The architecture engineering and construction industries are under pressure to improve building performance, reliability and comfort while reducing operational costs and project timescales. As traditional design processes fail to address these challenges, the simulation-based generative design concept is a viable solution.
Generative design allows engineers to evaluate the impact of their design decisions, run multiple requirement-led simulations and optimise project-wide build parameters to expedite the best design solution quickly using software. It can help to provide process automation, design exploration and data analysis to futureproof the construction industry.
Generative
What is generative design?
Generative design is the process whereby inputs, and guidelines are given to an algorithm to generate hundreds, or thousands of design solutions. The process can be used to help refine existing designs, or generate new designs.
Some easy examples that you may have seen in action include:
- Parking lot layouts using just a boundary and having an AI model generate the best layout for parking stalls
- Residential unit layouts using an AI model and defining what rooms are required, generating the best unit mix and design.
- Analyzing envelope layout to create the most efficient design using AI models
Challenges in the Construction Industry
The benefits of simulation and modelling are clear. The automotive, aerospace and many other sectors have all used such tools to reduce their development timescales and costs and innovate across a broad range of use cases.
The architecture and construction sectors are different, facing a range of industry-specific challenges and operating under a set of distinctive constraints. Unlike other industries, a typical construction project is custom designed and built, often producing one product iteration – the final build. Each project can take years to complete and must work within the constraints of an individual site, which is influenced by natural, social and other location-specific factors. This limits the amount of transferable knowledge from previous builds, where organisations must often start from scratch for each project.
Yet, architecture and construction firms are tasked with creating increasingly innovative solutions where sustainability and profitability must be balanced to complete complex builds to tight deadlines and high industry standards. Because of these market demands and the technological complexity of each build, changes to the initial design plans during construction are not uncommon, which can lead to extensive delays and fines when project targets are not met.

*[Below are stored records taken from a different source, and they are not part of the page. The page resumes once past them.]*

//! MCTS tree node representation.
//!
//! Each node owns the game state reached by taking an action from the parent.
//! Nodes store visit statistics used for PUCT selection and policy targets.

use games_ultimate::{Action, GameState, Outcome, NUM_ACTIONS};

/// Index into the node arena. Using a newtype for type safety.
#[derive(Debug, Clone, Copy, PartialEq, Eq, Hash)]
pub struct NodeId(pub u32);

impl NodeId {
    pub const NONE: NodeId = NodeId(u32::MAX);

    pub fn is_none(self) -> bool {
        self == Self::NONE
    }

    pub fn is_some(self) -> bool {
        !self.is_none()
    }

    #[inline]
    pub(crate) fn index(self) -> usize {
        self.0 as usize
    }
}

/// Solved status of a node, from the perspective of the player who moved
/// into it.
#[derive(Debug, Clone, Copy, PartialEq, Eq, Default)]
pub enum Proof {
    #[default]
    Unknown,
    /// The player who moved here wins with correct play.
    Win,
    /// The player who moved here loses with correct play.
    Loss,
}

/// Per-action data of an expanded node, indexed by action.
#[derive(Debug, Clone)]
pub struct Edges {
    pub children: [NodeId; NUM_ACTIONS],
    /// Evaluator prior at expansion time, zero for illegal actions.
    pub priors: [f32; NUM_ACTIONS],
}

impl Edges {
    pub(crate) fn new(priors: [f32; NUM_ACTIONS]) -> Self {
        Self {
            children: [NodeId::NONE; NUM_ACTIONS],
            priors,
        }
    }

    /// Iterate over `(action index, child)` for every existing child.
    pub fn iter(&self) -> impl Iterator<Item = (usize, NodeId)> + '_ {
        self.children
            .iter()
            .enumerate()
            .filter(|(_, id)| id.is_some())
            .map(|(a, id)| (a, *id))
    }
}

/// A node in the MCTS tree.
#[derive(Debug, Clone)]
pub struct MctsNode {
    /// Parent node index (NONE for root)
    pub parent: NodeId,

    /// Action that led to this node from parent (None for the initial root)
    pub action: Option<Action>,

    pub state: GameState,

    /// Legal actions at `state`, one bit per action.
    pub legal_mask: u128,

    /// Number of times this node has been visited
    pub visit_count: u32,

    /// Running mean of backed-up values, from the perspective of the player
    /// to move at `state`.
    pub mean: f32,

    /// Prior of the edge leading here, as given to the parent.
    pub prior: f32,

    pub proof: Proof,

    /// Children and priors. `None` until the node is expanded.
    pub edges: Option<Box<Edges>>,
}

impl MctsNode {
    /// Create a new root node.
    pub fn new_root(state: GameState) -> Self {
        Self::new_child(NodeId::NONE, None, 1.0, state)
    }

    /// Create a new child node.
    pub fn new_child(parent: NodeId, action: Option<Action>, prior: f32, state: GameState) -> Self {
        let proof = match state.outcome() {
            // Only the player who just moved can have won.
            Outcome::Win(_) => Proof::Win,
            Outcome::Draw | Outcome::InProgress => Proof::Unknown,
        };
        Self {
            parent,
            action,
            legal_mask: state.legal_mask(),
            state,
            visit_count: 0,
            mean: 0.0,
            prior,
            proof,
            edges: None,
        }
    }

    #[inline]
    pub fn is_terminal(&self) -> bool {
        self.state.is_terminal()
    }

    /// Value of a terminal node for the player to move there: -1 after a
    /// win by the previous mover, 0 after a draw.
    #[inline]
    pub fn terminal_value(&self) -> f32 {
        match self.state.outcome() {
            Outcome::Win(_) => -1.0,
            Outcome::Draw | Outcome::InProgress => 0.0,
        }
    }

    /// Mean backed-up value. Returns 0.0 if never visited.
    #[inline]
    pub fn mean_value(&self) -> f32 {
        self.mean
    }

    /// Fold one backed-up value into the running mean.
    #[inline]
    pub fn record(&mut self, value: f32) {
        self.visit_count += 1;
        self.mean += (value - self.mean) / self.visit_count as f32;
    }

    /// PUCT score of this node seen from its parent:
    /// `-Q + c_puct * P * sqrt(N_parent) / (1 + N)`.
    ///
    /// Q is negated because the node stores values for the opponent of the
    /// player choosing between children. Proven nodes score +/- infinity.
    ///
    /// Takes pre-computed sqrt(parent_visits) to avoid redundant sqrt calls
    /// when comparing multiple children.
    #[inline]
    pub fn puct_score(&self, parent_visits_sqrt: f32, c_puct: f32) -> f32 {
        match self.proof {
            Proof::Win => f32::INFINITY,
            Proof::Loss => f32::NEG_INFINITY,
            Proof::Unknown => {
                let u = c_puct * self.prior * parent_visits_sqrt / (1.0 + self.visit_count as f32);
                -self.mean + u
            }
        }
    }

    /// Check if this node has been expanded.
    #[inline]
    pub fn is_expanded(&self) -> bool {
        self.edges.is_some()
    }

    /// Child reached by `action`, if it exists.
    #[inline]
    pub fn child(&self, action: Action) -> Option<NodeId> {
        self.edges
            .as_ref()
            .map(|e| e.children[action.index()])
            .filter(|id| id.is_some())
    }

    /// Iterate over `(action index, child)` pairs; empty if unexpanded.
    pub fn children(&self) -> impl Iterator<Item = (usize, NodeId)> + '_ {
        self.edges.iter().flat_map(|e| e.iter())
    }
}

There is little room for error thanks to these challenges, where a lack of process agility compounds this issue. A typical project lifecycle is highly linear, where one phase cannot start until the next one ends, typically running through the design, pre-construction, procurement, development and post-construction stages in succession.

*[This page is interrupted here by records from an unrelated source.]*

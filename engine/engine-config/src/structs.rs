//! Configuration struct definitions.
//!
//! All config structs with serde deserialization support and default values.

use crate::defaults;
use serde::Deserialize;

// ============================================================================
// Serde default functions (required for #[serde(default = "...")])
// These call the accessor functions from defaults module
// ============================================================================

fn d_data_dir() -> String {
    defaults::data_dir().into()
}
fn d_log_level() -> String {
    defaults::log_level().into()
}
fn d_iterations() -> u32 {
    defaults::iterations()
}
fn d_games_per_iteration() -> u32 {
    defaults::games_per_iteration()
}
fn d_num_workers() -> usize {
    defaults::num_workers()
}
fn d_include_draws() -> bool {
    defaults::include_draws()
}
fn d_seed() -> u64 {
    defaults::seed()
}
fn d_num_sims() -> u32 {
    defaults::num_simulations()
}
fn d_c_puct() -> f64 {
    defaults::c_puct()
}
fn d_temperature() -> f64 {
    defaults::temperature()
}
fn d_temp_threshold() -> u32 {
    defaults::temp_threshold()
}
fn d_late_temperature() -> f64 {
    defaults::late_temperature()
}
fn d_dirichlet_alpha() -> f64 {
    defaults::dirichlet_alpha()
}
fn d_dirichlet_weight() -> f64 {
    defaults::dirichlet_weight()
}
fn d_onnx_intra_threads() -> usize {
    defaults::onnx_intra_threads()
}
fn d_eval_interval() -> u32 {
    defaults::eval_interval()
}
fn d_eval_games() -> u32 {
    defaults::eval_games()
}
fn d_compete_back() -> u32 {
    defaults::compete_back()
}
fn d_elo_k() -> f64 {
    defaults::elo_k()
}
fn d_initial_elo() -> f64 {
    defaults::initial_elo()
}
fn d_replay_db() -> String {
    defaults::replay_db().into()
}
fn d_models_dir() -> String {
    defaults::models_dir().into()
}
fn d_training_log() -> String {
    defaults::training_log().into()
}

// ============================================================================
// Configuration Structs
// ============================================================================

/// Root configuration structure matching config.toml
#[derive(Debug, Deserialize, Default, Clone)]
pub struct CentralConfig {
    #[serde(default)]
    pub common: CommonConfig,
    #[serde(default)]
    pub selfplay: SelfPlayConfig,
    #[serde(default)]
    pub mcts: MctsConfig,
    #[serde(default)]
    pub evaluation: EvaluationConfig,
    #[serde(default)]
    pub storage: StorageConfig,
}

/// Common configuration shared by all components
#[derive(Debug, Deserialize, Clone)]
#[serde(default)]
pub struct CommonConfig {
    #[serde(default = "d_data_dir")]
    pub data_dir: String,
    #[serde(default = "d_log_level")]
    pub log_level: String,
}

impl Default for CommonConfig {
    fn default() -> Self {
        Self {
            data_dir: defaults::data_dir().into(),
            log_level: defaults::log_level().into(),
        }
    }
}

/// Self-play orchestration
#[derive(Debug, Deserialize, Clone)]
#[serde(default)]
pub struct SelfPlayConfig {
    /// Total number of iterations to run (resumed runs count what is logged)
    #[serde(default = "d_iterations")]
    pub iterations: u32,
    #[serde(default = "d_games_per_iteration")]
    pub games_per_iteration: u32,
    #[serde(default = "d_num_workers")]
    pub num_workers: usize,
    /// Keep training examples from drawn games
    #[serde(default = "d_include_draws")]
    pub include_draws: bool,
    /// Base seed for per-game RNG streams. 0 draws one from the OS.
    #[serde(default = "d_seed")]
    pub seed: u64,
}

impl Default for SelfPlayConfig {
    fn default() -> Self {
        Self {
            iterations: defaults::iterations(),
            games_per_iteration: defaults::games_per_iteration(),
            num_workers: defaults::num_workers(),
            include_draws: defaults::include_draws(),
            seed: defaults::seed(),
        }
    }
}

/// MCTS (Monte Carlo Tree Search) configuration
#[derive(Debug, Deserialize, Clone)]
#[serde(default)]
pub struct MctsConfig {
    #[serde(default = "d_num_sims")]
    pub num_simulations: u32,
    #[serde(default = "d_c_puct")]
    pub c_puct: f64,
    #[serde(default = "d_temperature")]
    pub temperature: f64,
    /// Ply after which `late_temperature` replaces `temperature` (0 = never)
    #[serde(default = "d_temp_threshold")]
    pub temp_threshold: u32,
    #[serde(default = "d_late_temperature")]
    pub late_temperature: f64,
    #[serde(default = "d_dirichlet_alpha")]
    pub dirichlet_alpha: f64,
    #[serde(default = "d_dirichlet_weight")]
    pub dirichlet_weight: f64,
    #[serde(default = "d_onnx_intra_threads")]
    pub onnx_intra_threads: usize,
}

impl Default for MctsConfig {
    fn default() -> Self {
        Self {
            num_simulations: defaults::num_simulations(),
            c_puct: defaults::c_puct(),
            temperature: defaults::temperature(),
            temp_threshold: defaults::temp_threshold(),
            late_temperature: defaults::late_temperature(),
            dirichlet_alpha: defaults::dirichlet_alpha(),
            dirichlet_weight: defaults::dirichlet_weight(),
            onnx_intra_threads: defaults::onnx_intra_threads(),
        }
    }
}

impl MctsConfig {
    /// Temperature in effect at the given ply.
    pub fn temperature_at(&self, ply: u32) -> f64 {
        if self.temp_threshold > 0 && ply >= self.temp_threshold {
            self.late_temperature
        } else {
            self.temperature
        }
    }
}

/// Evaluation and Elo tracking
#[derive(Debug, Deserialize, Clone)]
#[serde(default)]
pub struct EvaluationConfig {
    /// Run a match every N iterations (0 disables evaluation)
    #[serde(default = "d_eval_interval")]
    pub interval: u32,
    #[serde(default = "d_eval_games")]
    pub games: u32,
    /// How many iterations back the opponent snapshot is taken from
    #[serde(default = "d_compete_back")]
    pub compete_back: u32,
    #[serde(default = "d_elo_k")]
    pub elo_k: f64,
    #[serde(default = "d_initial_elo")]
    pub initial_elo: f64,
}

impl Default for EvaluationConfig {
    fn default() -> Self {
        Self {
            interval: defaults::eval_interval(),
            games: defaults::eval_games(),
            compete_back: defaults::compete_back(),
            elo_k: defaults::elo_k(),
            initial_elo: defaults::initial_elo(),
        }
    }
}

/// Storage locations, relative to `common.data_dir` unless absolute
#[derive(Debug, Deserialize, Clone)]
#[serde(default)]
pub struct StorageConfig {
    #[serde(default = "d_replay_db")]
    pub replay_db: String,
    #[serde(default = "d_models_dir")]
    pub models_dir: String,
    #[serde(default = "d_training_log")]
    pub training_log: String,
}

impl Default for StorageConfig {
    fn default() -> Self {
        Self {
            replay_db: defaults::replay_db().into(),
            models_dir: defaults::models_dir().into(),
            training_log: defaults::training_log().into(),
        }
    }
}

However, these seemingly disparate stages are closely linked. The design stage creates the description of a new build, usually incorporating detailed plans and specifications that are created by teams of architects and engineers. The construction and development stages are the implementations of that design, where procurement balances the requirements of the entire project to find a commercially viable solution.

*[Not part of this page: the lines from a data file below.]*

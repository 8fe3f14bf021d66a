//! Configuration loading logic.
//!
//! Handles loading config from files and applying environment variable overrides.

use crate::CentralConfig;
use std::path::PathBuf;
use tracing::{debug, info, warn};

/// Standard locations to search for config.toml
pub const CONFIG_SEARCH_PATHS: &[&str] = &[
    "config.toml",      // Current directory
    "../config.toml",   // Parent directory (when running from subdirectory)
    "/app/config.toml", // Docker container
];

/// Load the central configuration from config.toml.
///
/// Searches for config.toml in the following order:
/// 1. Path specified by ULTIMATE_CONFIG environment variable
/// 2. Current directory (config.toml)
/// 3. Parent directory (../config.toml)
/// 4. Docker container path (/app/config.toml)
///
/// After loading, environment variable overrides are applied.
pub fn load_config() -> CentralConfig {
    if let Ok(path) = std::env::var("ULTIMATE_CONFIG") {
        let path = PathBuf::from(&path);
        if path.exists() {
            info!("Loading config from ULTIMATE_CONFIG: {}", path.display());
            return load_from_path(&path);
        }
        warn!(
            "ULTIMATE_CONFIG={} not found, searching defaults",
            path.display()
        );
    }

    for path_str in CONFIG_SEARCH_PATHS {
        let path = PathBuf::from(path_str);
        if path.exists() {
            info!("Loading config from {}", path.display());
            return load_from_path(&path);
        }
    }

    debug!("No config.toml found, using built-in defaults");
    apply_env_overrides(CentralConfig::default())
}

/// Load configuration from a specific path.
///
/// An unreadable or malformed file falls back to the built-in defaults.
pub fn load_from_path(path: &PathBuf) -> CentralConfig {
    match std::fs::read_to_string(path) {
        Ok(content) => match toml::from_str(&content) {
            Ok(config) => apply_env_overrides(config),
            Err(e) => {
                warn!("Failed to parse {}: {}, using defaults", path.display(), e);
                apply_env_overrides(CentralConfig::default())
            }
        },
        Err(e) => {
            warn!("Failed to read {}: {}, using defaults", path.display(), e);
            apply_env_overrides(CentralConfig::default())
        }
    }
}

/// Macro to reduce env override boilerplate
macro_rules! env_override {
    // String field
    ($config:expr, $section:ident . $field:ident, $key:expr) => {
        if let Ok(v) = std::env::var($key) {
            $config.$section.$field = v;
        }
    };
    // Parseable field (u32, u64, f64, bool, etc.)
    ($config:expr, $section:ident . $field:ident, $key:expr, parse) => {
        if let Ok(v) =
            std::env::var($key).and_then(|s| s.parse().map_err(|_| std::env::VarError::NotPresent))
        {
            $config.$section.$field = v;
        }
    };
}

/// Apply environment variable overrides to a configuration.
///
/// Environment variables follow the pattern: ULTIMATE_<SECTION>_<KEY>.
/// Values that fail to parse are ignored.
pub fn apply_env_overrides(mut config: CentralConfig) -> CentralConfig {
    // Common
    env_override!(config, common.data_dir, "ULTIMATE_COMMON_DATA_DIR");
    env_override!(config, common.log_level, "ULTIMATE_COMMON_LOG_LEVEL");

    // Self-play
    env_override!(
        config,
        selfplay.iterations,
        "ULTIMATE_SELFPLAY_ITERATIONS",
        parse
    );
    env_override!(
        config,
        selfplay.games_per_iteration,
        "ULTIMATE_SELFPLAY_GAMES_PER_ITERATION",
        parse
    );
    env_override!(
        config,
        selfplay.num_workers,
        "ULTIMATE_SELFPLAY_NUM_WORKERS",
        parse
    );
    env_override!(
        config,
        selfplay.include_draws,
        "ULTIMATE_SELFPLAY_INCLUDE_DRAWS",
        parse
    );
    env_override!(config, selfplay.seed, "ULTIMATE_SELFPLAY_SEED", parse);

    // MCTS
    env_override!(
        config,
        mcts.num_simulations,
        "ULTIMATE_MCTS_NUM_SIMULATIONS",
        parse
    );
    env_override!(config, mcts.c_puct, "ULTIMATE_MCTS_C_PUCT", parse);
    env_override!(
        config,
        mcts.temperature,
        "ULTIMATE_MCTS_TEMPERATURE",
        parse
    );
    env_override!(
        config,
        mcts.temp_threshold,
        "ULTIMATE_MCTS_TEMP_THRESHOLD",
        parse
    );
    env_override!(
        config,
        mcts.late_temperature,
        "ULTIMATE_MCTS_LATE_TEMPERATURE",
        parse
    );
    env_override!(
        config,
        mcts.dirichlet_alpha,
        "ULTIMATE_MCTS_DIRICHLET_ALPHA",
        parse
    );
    env_override!(
        config,
        mcts.dirichlet_weight,
        "ULTIMATE_MCTS_DIRICHLET_WEIGHT",
        parse
    );
    env_override!(
        config,
        mcts.onnx_intra_threads,
        "ULTIMATE_MCTS_ONNX_INTRA_THREADS",
        parse
    );

    // Evaluation
    env_override!(
        config,
        evaluation.interval,
        "ULTIMATE_EVALUATION_INTERVAL",
        parse
    );
    env_override!(config, evaluation.games, "ULTIMATE_EVALUATION_GAMES", parse);
    env_override!(
        config,
        evaluation.compete_back,
        "ULTIMATE_EVALUATION_COMPETE_BACK",
        parse
    );
    env_override!(config, evaluation.elo_k, "ULTIMATE_EVALUATION_ELO_K", parse);
    env_override!(
        config,
        evaluation.initial_elo,
        "ULTIMATE_EVALUATION_INITIAL_ELO",
        parse
    );

    // Storage
    env_override!(config, storage.replay_db, "ULTIMATE_STORAGE_REPLAY_DB");
    env_override!(config, storage.models_dir, "ULTIMATE_STORAGE_MODELS_DIR");
    env_override!(
        config,
        storage.training_log,
        "ULTIMATE_STORAGE_TRAINING_LOG"
    );

    config
}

But today’s traditional construction methods do not allow experts to treat a project as an integrated system. Furthermore, communication across different teams is often limited, as each one takes a siloed approach to its individual project goals, making it difficult to make the right design trade-offs and decisions for the overall build.
Existing paper-based systems exacerbate these communication issues, lacking automation and preventing stakeholders from sharing information to take a holistic view of a project. This often causes problems later in the project lifecycle, where one seemingly small change to the choice of window material, for example, has a dramatic impact on the cost and power efficiency of the building.
That’s not all. This blinkered design approach does not allow architects and engineers to evaluate the future needs of a building. For example, tomorrow’s hospital buildings will have different requirements compared to today’s facilities, where the building layout and usage are likely to change dramatically as digital technologies revolutionise the healthcare industry’s people, processes and technologies. The hospitals of the future will look entirely different, where multi-purpose facilities and adaptable designs become commonplace, but today’s builds must anticipate this change.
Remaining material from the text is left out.